_DATASET EXTRACT_:
use super::correlation::{CorrelationKind, correlation};
use super::{SelectionError, check_rows};
use crate::core::models::matrix::{complement, select_columns};
use crate::core::regression::ridge::RidgeModel;
use nalgebra::{DMatrix, DVector};
use serde::{Deserialize, Serialize};
use std::fmt;
use std::str::FromStr;
use tracing::debug;

/// Regularization of the least-squares refit inside [`iterative_screening`].
const RESIDUAL_REGULARIZATION: f64 = 1e-8;

#[derive(Debug, Clone, Copy, PartialEq, Eq, Hash, Serialize, Deserialize)]
#[serde(rename_all = "kebab-case")]
pub enum ScreeningMethod {
    /// Sure independence screening (absolute Pearson correlation).
    Sis,
    /// Robust rank correlation screening.
    Rrcs,
}

impl fmt::Display for ScreeningMethod {
    fn fmt(&self, f: &mut fmt::Formatter<'_>) -> fmt::Result {
        f.write_str(match self {
            ScreeningMethod::Sis => "sis",
            ScreeningMethod::Rrcs => "rrcs",
        })
    }
}

impl FromStr for ScreeningMethod {
    type Err = SelectionError;

    fn from_str(s: &str) -> Result<Self, Self::Err> {
        match s.trim().to_ascii_lowercase().as_str() {
            "sis" => Ok(ScreeningMethod::Sis),
            "rrcs" => Ok(ScreeningMethod::Rrcs),
            _ => Err(SelectionError::UnknownName {
                kind: "screening method",
                value: s.to_string(),
            }),
        }
    }
}

/// Outcome of a screening pass.
#[derive(Debug, Clone, PartialEq, Eq)]
pub struct Screening {
    /// Retained feature indices, best first.
    pub accepted: Vec<usize>,
    /// Discarded feature indices, ascending.
    pub rejected: Vec<usize>,
}

fn check(target: &[f64], x: &DMatrix<f64>, size: usize) -> Result<(), SelectionError> {
    if x.nrows() == 0 {
        return Err(SelectionError::EmptyInput);
    }
    check_rows("screening target", x.nrows(), target.len())?;
    if size == 0 || size > x.ncols() {
        return Err(SelectionError::InvalidSize {
            requested: size,
            available: x.ncols(),
        });
    }
    Ok(())
}

/// Orders `candidates` by decreasing absolute correlation with `target`.
fn rank(target: &[f64], x: &DMatrix<f64>, candidates: &[usize], kind: CorrelationKind) -> Vec<usize> {
    let mut scored: Vec<(usize, f64)> = candidates
        .iter()
        .map(|&c| {
            let column: Vec<f64> = x.column(c).iter().copied().collect();
            (c, correlation(kind, &column, target).abs())
        })
        .collect();
    scored.sort_by(|a, b| {
        b.1.partial_cmp(&a.1)
            .unwrap_or(std::cmp::Ordering::Equal)
            .then(a.0.cmp(&b.0))
    });
    scored.into_iter().map(|(c, _)| c).collect()
}

fn finish(ncols: usize, accepted: Vec<usize>) -> Screening {
    let rejected = complement(ncols, &accepted);
    Screening { accepted, rejected }
}

pub fn sure_independence_screening(
    target: &[f64],
    x: &DMatrix<f64>,
    size: usize,
) -> Result<Screening, SelectionError> {
    robust_rank_screening(target, x, size, CorrelationKind::Pearson)
}

pub fn robust_rank_screening(
    target: &[f64],
    x: &DMatrix<f64>,
    size: usize,
    kind: CorrelationKind,
) -> Result<Screening, SelectionError> {
    check(target, x, size)?;
    let all: Vec<usize> = (0..x.ncols()).collect();
    let mut accepted = rank(target, x, &all, kind);
    accepted.truncate(size);
    Ok(finish(x.ncols(), accepted))
}

/// Screens against the residual of a least-squares fit on the features accepted so far,
/// accepting `step` features per round until `size` are accepted.
pub fn iterative_screening(
    target: &[f64],
    x: &DMatrix<f64>,
    size: usize,
    step: usize,
    method: ScreeningMethod,
    kind: CorrelationKind,
) -> Result<Screening, SelectionError> {
    check(target, x, size)?;
    let kind = match method {
        ScreeningMethod::Sis => CorrelationKind::Pearson,
        ScreeningMethod::Rrcs => kind,
    };
    let step = step.max(1);
    let y = DVector::from_column_slice(target);

    let mut accepted: Vec<usize> = Vec::with_capacity(size);
    let mut residual = target.to_vec();
    while accepted.len() < size {
        let remaining = complement(x.ncols(), &accepted);
        if remaining.is_empty() {
            break;
        }
        let take = step.min(size - accepted.len());
        accepted.extend(rank(&residual, x, &remaining, kind).into_iter().take(take));

        let reduced = select_columns(x, &accepted);
        let model =
            RidgeModel::fit_with_regularization(&reduced, &y, RESIDUAL_REGULARIZATION, true)?;
        let fitted = model.predict(&reduced)?;
        residual = target.iter().zip(fitted.iter()).map(|(t, f)| t - f).collect();
        debug!(
            accepted = accepted.len(),
            size, "Iterative screening round complete."
        );
    }
    Ok(finish(x.ncols(), accepted))
}

#[cfg(test)]
mod tests {
    use super::*;

    fn data() -> (Vec<f64>, DMatrix<f64>) {
        // Column 0 drives the target, column 2 explains what column 0 leaves over,
        // column 1 is noise-like and column 3 is constant.
        let x = DMatrix::from_row_slice(
            6,
            4,
            &[
                1.0, 0.3, 0.0, 1.0, //
                2.0, -0.2, 1.0, 1.0, //
                3.0, 0.1, 0.0, 1.0, //
                4.0, 0.4, 1.0, 1.0, //
                5.0, -0.5, 0.0, 1.0, //
                6.0, 0.0, 1.0, 1.0,
            ],
        );
        let target = (0..6).map(|r| 2.0 * x[(r, 0)] + 0.5 * x[(r, 2)]).collect();
        (target, x)
    }

    #[test]
    fn sis_ranks_by_absolute_correlation() {
        let (target, x) = data();
        let s = sure_independence_screening(&target, &x, 2).unwrap();
        assert_eq!(s.accepted[0], 0);
        assert_eq!(s.accepted.len(), 2);
        assert_eq!(s.rejected.len(), 2);
        assert!(s.rejected.windows(2).all(|w| w[0] < w[1]));
    }

    #[test]
    fn rrcs_uses_requested_correlation() {
        let (target, x) = data();
        let s = robust_rank_screening(&target, &x, 1, CorrelationKind::Kendall).unwrap();
        assert_eq!(s.accepted, vec![0]);
        assert_eq!(s.rejected, vec![1, 2, 3]);
    }

    #[test]
    fn iterative_screening_picks_residual_feature_second() {
        let (target, x) = data();
        let s = iterative_screening(
            &target,
            &x,
            2,
            1,
            ScreeningMethod::Sis,
            CorrelationKind::Pearson,
        )
        .unwrap();
        assert_eq!(s.accepted, vec![0, 2]);
        assert_eq!(s.rejected, vec![1, 3]);
    }

    #[test]
    fn invalid_sizes_are_rejected() {
        let (target, x) = data();
        assert_eq!(
            sure_independence_screening(&target, &x, 5),
            Err(SelectionError::InvalidSize {
                requested: 5,
                available: 4
            })
        );
        assert!(matches!(
            sure_independence_screening(&target[..3], &x, 1),
            Err(SelectionError::DimensionMismatch { .. })
        ));
        assert!(ScreeningMethod::from_str("lasso").is_err());
    }
}
#[derive(Debug, Clone, PartialEq)]
pub struct BuilderConfig {
    /// Directory receiving the original, expanded and selected feature tables.
    pub store: Option<PathBuf>,
    pub screening_method: ScreeningMethod,
    pub screening_correlation: CorrelationKind,
    pub initial_prediction: bool,
    pub clean_features: bool,
    pub expand: bool,
    pub exponents: (i32, i32),
    pub optimize: bool,
    /// Number of features to keep when `optimize` is off.
    pub size: Option<usize>,
    /// Squared-exponential width of the trial Gaussian process.
    pub width: f64,
    /// Noise regularization of the trial Gaussian process.
    pub regularization: f64,
    pub lasso_alpha: f64,
    pub lasso_steps: usize,
}

impl Default for BuilderConfig {
    fn default() -> Self {
        Self {
            store: None,
            screening_method: ScreeningMethod::Rrcs,
            screening_correlation: CorrelationKind::Kendall,
            initial_prediction: true,
            clean_features: true,
            expand: true,
            exponents: DEFAULT_EXPONENTS,
            optimize: true,
            size: None,
            width: 0.5,
            regularization: 1e-3,
            lasso_alpha: 1e-1,
            lasso_steps: 20,
        }
    }
}

impl BuilderConfig {
    pub fn lasso_options(&self) -> LassoOptions {
        LassoOptions {
            alpha: self.lasso_alpha,
            steps: self.lasso_steps,
            ..LassoOptions::default()
        }
    }

    pub fn validate(&self) -> Result<(), ConfigError> {
        positive("builder.width", self.width)?;
        positive("builder.regularization", self.regularization)?;
        positive("builder.lasso-alpha", self.lasso_alpha)?;
        nonzero("builder.lasso-steps", self.lasso_steps)?;
        if let Some(size) = self.size {
            nonzero("builder.size", size)?;
        }
        Ok(())
    }
}

#[derive(Debug, Clone, PartialEq)]
pub struct NebConfig {
    /// Number of movable images between the fixed end points.
    pub images: usize,
    pub spring_constant: f64,
    pub climbing_image: bool,
    /// Convergence threshold on the largest per-atom force.
    pub fmax: f64,
    pub max_steps: usize,
    /// Cap on the norm of a single optimiser displacement.
    pub max_step_length: f64,
}

impl NebConfig {
    pub fn validate(&self) -> Result<(), ConfigError> {
        nonzero("neb.images", self.images)?;
        positive("neb.spring-constant", self.spring_constant)?;
        positive("neb.fmax", self.fmax)?;
        nonzero("neb.max-steps", self.max_steps)?;
        positive("neb.max-step-length", self.max_step_length)
    }
}
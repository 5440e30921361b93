use super::config::ConfigError;
use crate::core::features::FeatureError;
use crate::core::io::feature_store::FeatureStoreError;
use crate::core::potentials::CalculatorError;
use crate::core::regression::RegressionError;
use crate::core::selection::SelectionError;
use thiserror::Error;

#[derive(Debug, Error)]
pub enum EngineError {
    #[error("Invalid configuration: {source}")]
    Config {
        #[from]
        source: ConfigError,
    },

    #[error("Feature store error: {source}")]
    FeatureStore {
        #[from]
        source: FeatureStoreError,
    },

    #[error("Feature generation failed: {source}")]
    Feature {
        #[from]
        source: FeatureError,
    },

    #[error("Regression failed: {source}")]
    Regression {
        #[from]
        source: RegressionError,
    },

    #[error("Feature selection failed: {source}")]
    Selection {
        #[from]
        source: SelectionError,
    },

    #[error("Energy calculation failed: {source}")]
    Calculator {
        #[from]
        source: CalculatorError,
    },

    #[error("Dimension mismatch in {context}: expected {expected}, found {found}")]
    DimensionMismatch {
        context: &'static str,
        expected: usize,
        found: usize,
    },

    #[error("Insufficient data for {context}: need at least {required}, have {available}")]
    InsufficientData {
        context: &'static str,
        required: usize,
        available: usize,
    },

    #[error("Path search failed: {0}")]
    Neb(String),

    #[error("Internal logic error: {0}")]
    Internal(String),
}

_WHAT THIS TASK INVOLVES_:
Taking the lines above, repeat exactly those from the line that contains "use crate::core::io::feature_store::FeatureStoreError;" through the line that contains "pub enum EngineError", and both of those lines as well. Include nothing else.

_WRITTEN ANSWER_:
use crate::core::io::feature_store::FeatureStoreError;
use crate::core::potentials::CalculatorError;
use crate::core::regression::RegressionError;
use crate::core::selection::SelectionError;
use thiserror::Error;

#[derive(Debug, Error)]
pub enum EngineError {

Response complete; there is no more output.